MTE can be enabled independently in the Android kernel and in any
process in the Android system. Google doesn't mandate any specific
configuration and aims to provide maximum flexibility to the device
builders.
This document describes MTE settings and scope that, in our opinion,
provides a good trade-off between security and cost for Android
users as always-on vulnerability mitigation.
Kernel
MTE in the kernel is configured through the command line. The
default is ON in Sync mode. This is subject to future change for
several reasons:
-
It has been shown to significantly affect performance and needs
optimization work.
-
Kernel code quality is widely perceived to be insufficient to ship
MTE in the enforcing (that is, panic-on-failure) mode.
The current recommendation is to
disable kernel MTE
on
production devices. To do this, add
kasan=off
to the
kernel command line.
Userspace
Google provides a default list of userspace binaries to be protected
with MTE. The list was composed with the input from Android Security
and includes components that are privileged and/or handle untrusted
inputs. The up-to-date list of native binaries that are recommended
with MTE can be found in
the
memtag-common.mk
file in the Android build
system. Additionally,
several
system apps
are included as well: currently, Nfc,
Bluetooth and SecureElement. These binaries and apps are
enabled in Async mode by default.
The current recommendation is to
use the default target list
(no changes required). Additionally, it is recommended to evaluate
BSP and OEM additions to the core system and enable MTE on the ones
that are security-sensitive.
Apps
The three system apps listed above are the only ones using
MTE at this time. In order for a third party app to enable
MTE, its
AndroidManifest.xml
would need to specify
android:memtagMode
with a value other
than
off
. Thus, common benchmark suites such as
Geekbench or AnTuTu do not run with MTE. If kernel MTE is also
disabled (see
kasan=off
above), then the benchmarks are
expected to show very limited performance impact, if any at all.

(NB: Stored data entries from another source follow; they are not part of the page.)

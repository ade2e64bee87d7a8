use std::path::Path;

use float_ord::FloatOrd;
use geo::{Coord, MinimumRotatedRect};
use image::{imageops::FilterType, DynamicImage, GrayImage};
use imageproc::{
    contours::find_contours,
    contrast::{threshold_mut, ThresholdType},
    distance_transform::Norm,
    morphology::dilate_mut,
};
use ndarray::{ArrayView2, Axis, Ix2};
use ort::{inputs, Session};
use tracing::instrument;

use super::{
    session::{build_session, SessionOptions, ShapeProfile},
    util::{box_score_fast, max_side, normalize_chw, to_geo_poly, to_luma_image, unclip, Scale},
    DetectionOptions,
};
use crate::{geometry::to_quad, result::TextBox, Error, Result};

const MEAN_VALUES: [f32; 3] = [0.485, 0.456, 0.406];
const NORM_VALUES: [f32; 3] = [1.0 / 0.229, 1.0 / 0.224, 1.0 / 0.225];

const MIN_SIDE: f32 = 3.0;
const MAX_CANDIDATES: usize = 1000;

/// DBNet text detector.
pub(crate) struct DbNet {
    session: Session,
}

impl DbNet {
    pub fn init(path: &Path, options: &SessionOptions, max_side_len: u32) -> Result<Self> {
        let profile = ShapeProfile {
            min: "x:1x3x32x32".into(),
            opt: format!("x:1x3x{max_side_len}x{max_side_len}"),
            max: format!("x:1x3x{max_side_len}x{max_side_len}"),
        };
        Ok(Self {
            session: build_session(path, options, profile)?,
        })
    }

    #[instrument(skip(self, image, options), level = "debug")]
    pub fn get_text_boxes(
        &self,
        image: &DynamicImage,
        scale: Scale,
        options: &DetectionOptions,
    ) -> Result<Vec<TextBox>> {
        let resized =
            image.resize_exact(scale.target_width, scale.target_height, FilterType::Triangle);
        let input = normalize_chw(&resized, &MEAN_VALUES, &NORM_VALUES).insert_axis(Axis(0));
        let outputs = self.session.run(inputs!["x" => input]?)?;
        let (_, output) = outputs
            .first_key_value()
            .ok_or_else(|| Error::ModelOutput("detector produced no output".into()))?;
        let pred = output.try_extract_tensor::<f32>()?;

        // [1, 1, H, W] probability map
        let pred = pred
            .remove_axis(Axis(0))
            .remove_axis(Axis(0))
            .into_dimensionality::<Ix2>()
            .map_err(|err| Error::ModelOutput(format!("detector map: {err}")))?;

        let mut mask = to_luma_image(pred.view())
            .ok_or_else(|| Error::ModelOutput("detector map has an invalid size".into()))?;
        threshold_mut(
            &mut mask,
            (options.box_threshold * 255.0) as u8,
            ThresholdType::Binary,
        );
        dilate_mut(&mut mask, Norm::L1, 2);

        let mut boxes = find_boxes(pred.view(), &mask, scale, options);
        boxes.sort_by_key(|it| (FloatOrd(it.quad[0].y), FloatOrd(it.quad[0].x)));
        log::debug!("Detected {} text boxes", boxes.len());
        Ok(boxes)
    }
}

#[instrument(skip(pred, mask, options), level = "trace")]
fn find_boxes(
    pred: ArrayView2<f32>,
    mask: &GrayImage,
    scale: Scale,
    options: &DetectionOptions,
) -> Vec<TextBox> {
    find_contours::<i32>(mask)
        .into_iter()
        .take(MAX_CANDIDATES)
        .filter(|it| it.points.len() > 2)
        .filter_map(|it| to_geo_poly(&it.points).minimum_rotated_rect())
        .filter(|rect| max_side(rect) >= MIN_SIDE)
        .map(|rect| {
            let score = box_score_fast(&rect, pred);
            (rect, score)
        })
        .filter(|(_, score)| *score >= options.box_score_threshold)
        .filter_map(|(rect, score)| Some((unclip(&rect, options.unclip_ratio)?, score)))
        .filter(|(rect, _)| max_side(rect) >= MIN_SIDE + 2.0)
        .filter_map(|(rect, score)| {
            let quad = to_quad(&rect)?.map(|p| Coord {
                x: p.x * scale.factor_x,
                y: p.y * scale.factor_y,
            });
            Some(TextBox { score, quad })
        })
        .collect()
}
use image::DynamicImage;
use tracing::instrument;

use crate::{
    geometry::{distance, min_area_rect, warp_quad},
    CardOutline, LocateError, RotatedRect,
};

/// Turns card outlines into rectified, landscape card images.
#[derive(Debug, Clone, Copy, Default)]
pub struct CardLocator;

impl CardLocator {
    pub fn new() -> Self {
        Self
    }

    /// Minimal rotated rectangle around `outline`.
    ///
    /// Each side length is the longer of the two opposite edges, so jitter in
    /// the upstream vertices never shrinks the crop.
    pub fn compute_rectangle(&self, outline: &CardOutline) -> Result<RotatedRect, LocateError> {
        if outline.points.len() < 3 {
            return Err(LocateError::TooFewPoints(outline.points.len()));
        }
        if let Some(index) = outline
            .points
            .iter()
            .position(|p| !(p.x.is_finite() && p.y.is_finite()))
        {
            return Err(LocateError::NonFinitePoint(index));
        }
        let corners = min_area_rect(&outline.points).ok_or(LocateError::SingularTransform)?;

        let width = distance(corners[0], corners[1]).max(distance(corners[2], corners[3]));
        let height = distance(corners[1], corners[2]).max(distance(corners[3], corners[0]));
        let rect = RotatedRect {
            width: width as u32,
            height: height as u32,
            corners,
        };
        if rect.width < 2 || rect.height < 2 {
            return Err(LocateError::Degenerate {
                width: rect.width,
                height: rect.height,
            });
        }
        Ok(rect)
    }

    /// Warps the area under `rect.corners` into a `rect.width x rect.height` image.
    pub fn rectify(
        &self,
        image: &DynamicImage,
        rect: &RotatedRect,
    ) -> Result<DynamicImage, LocateError> {
        warp_quad(image, &rect.corners, rect.width, rect.height)
    }

    /// Rotates portrait images 90° clockwise so the long side is horizontal.
    pub fn normalize_orientation(&self, image: DynamicImage) -> DynamicImage {
        if image.height() > image.width() {
            image.rotate90()
        } else {
            image
        }
    }

    #[instrument(level = "debug", skip_all)]
    pub fn locate(
        &self,
        image: &DynamicImage,
        outline: &CardOutline,
    ) -> Result<DynamicImage, LocateError> {
        let rect = self.compute_rectangle(outline)?;
        log::trace!("Card rectangle: {rect:?}");
        let rectified = self.rectify(image, &rect)?;
        Ok(self.normalize_orientation(rectified))
    }

    /// Locates every outline, keeping the input order. Outlines that fail
    /// are logged and skipped; each returned image carries the index of its
    /// outline.
    #[instrument(level = "debug", skip_all, fields(outlines = outlines.len()))]
    pub fn locate_all(
        &self,
        image: &DynamicImage,
        outlines: &[CardOutline],
    ) -> Vec<(usize, DynamicImage)> {
        outlines
            .iter()
            .enumerate()
            .filter_map(|(index, outline)| match self.locate(image, outline) {
                Ok(card) => Some((index, card)),
                Err(err) => {
                    log::warn!("Failed to align card {index}: {err}");
                    None
                }
            })
            .collect()
    }
}
mod common;

use cardnum::{Error, NumberExtractor};
use common::{fragment, init_logging, is_upright, marked_card, FailingRecognizer, StubRecognizer};

#[test]
fn direct_hit_skips_the_flipped_attempt() {
    init_logging();
    let recognizer =
        StubRecognizer::new(|_| Some(vec![fragment("1234567890123456", 20.0, 80.0, 300.0)]));

    let number = NumberExtractor::default()
        .extract(&recognizer, &marked_card(400, 250))
        .expect("recognizer works");

    assert_eq!(number.unwrap().as_str(), "1234567890123456");
    assert_eq!(recognizer.calls(), 1);
}

#[test]
fn split_number_is_merged() {
    init_logging();
    let recognizer = StubRecognizer::new(|_| {
        Some(vec![
            fragment("1234", 20.0, 120.0, 60.0),
            fragment("5678", 90.0, 121.0, 60.0),
            fragment("9012", 160.0, 119.0, 60.0),
            fragment("3456", 230.0, 120.0, 60.0),
            fragment("12/28", 160.0, 170.0, 50.0),
        ])
    });

    let number = NumberExtractor::default()
        .extract(&recognizer, &marked_card(400, 250))
        .unwrap();

    assert_eq!(number.unwrap().as_str(), "1234567890123456");
}

#[test]
fn overlapping_windows_are_merged() {
    init_logging();
    let recognizer = StubRecognizer::new(|_| {
        Some(vec![
            fragment("12345678", 20.0, 120.0, 120.0),
            fragment("56789012", 130.0, 120.0, 120.0),
            fragment("90123456", 240.0, 120.0, 120.0),
        ])
    });

    let number = NumberExtractor::default()
        .extract(&recognizer, &marked_card(400, 250))
        .unwrap();

    assert_eq!(number.unwrap().as_str(), "1234567890123456");
}

#[test]
fn text_without_numbers_yields_nothing() {
    init_logging();
    let recognizer = StubRecognizer::new(|_| {
        Some(vec![
            fragment("BANK", 20.0, 20.0, 80.0),
            fragment("JOHN DOE", 20.0, 200.0, 120.0),
        ])
    });

    let number = NumberExtractor::default()
        .extract(&recognizer, &marked_card(400, 250))
        .expect("a miss is not an error");

    assert!(number.is_none());
    assert_eq!(recognizer.calls(), 2);
}

#[test]
fn no_text_still_tries_flipped() {
    init_logging();
    let recognizer = StubRecognizer::new(|image| {
        if is_upright(image) {
            None
        } else {
            Some(vec![fragment("4000 1234 5678 9010", 20.0, 120.0, 300.0)])
        }
    });

    let number = NumberExtractor::default()
        .extract(&recognizer, &marked_card(400, 250))
        .unwrap();

    assert_eq!(number.unwrap().as_str(), "4000123456789010");
    assert_eq!(recognizer.calls(), 2);
}

#[test]
fn upside_down_card_is_read_from_flipped_image() {
    init_logging();
    let recognizer = StubRecognizer::new(|image| {
        if is_upright(image) {
            Some(vec![
                fragment("9559", 20.0, 100.0, 60.0),
                fragment("7382", 200.0, 100.0, 60.0),
            ])
        } else {
            Some(vec![fragment("5555444433332222", 80.0, 130.0, 300.0)])
        }
    });

    let number = NumberExtractor::default()
        .extract(&recognizer, &marked_card(400, 250))
        .unwrap();

    assert_eq!(number.unwrap().as_str(), "5555444433332222");
    assert_eq!(recognizer.calls(), 2);
}

#[test]
fn recognizer_failure_is_reported() {
    init_logging();
    let result = NumberExtractor::default().extract(&FailingRecognizer, &marked_card(400, 250));

    assert!(matches!(result, Err(Error::ModelOutput(_))));
}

As for the other apps, there is active development of MTE support in
Chrome. Current Play Store version of Chrome includes
memtagMode=async
setting in the manifest. It is also our expectation
that a number of security-conscious apps in the Android ecosystem
(for example, banking apps) would do the same eventually. On the
other hand, we expect that some apps that demand peak CPU
performance such as games will choose to keep MTE disabled.
Other modes
The above instructions use only Asynchronous MTE mode
everywhere. Depending on the hardware, other modes may be almost, or
exactly as fast. They also provide better diagnostics and somewhat
stronger vulnerability mitigation properties.
We recommend testing one or two other configurations to see if they
are good enough for your performance/power requirements. MTE modes
can be set for each CPU core in the system by writing to
/sys/devices/system/cpu/cpu*/mte_tcf_preferred
. For example, writing
sync
(or
asymm
) would cause any userspace process that has requested
Async mode to be silently auto-upgraded to Sync (or Asymm) while
running on that core. This setup can be done in a .rc file at device
boot time.
We recommend measuring one or two other configurations to check if
they satisfy your performance and power requirements. Some
interesting configurations to explore:
-
Asymm
on all cores.
-
Asymm
on large core(s),
Sync
on other cores.
To verify that a process is requesting Async mode (with possible
auto-upgrade), check that the following line includes both
PR_MTE_TCF_SYNC
and
PR_MTE_TCF_ASYNC
:
debuggerd
| head -30 | grep tagged_addr
Unfortunately, there is no easy way to see the effective mode for a
process; but any process that shows both values listed above is
subject to the auto-upgrade behavior.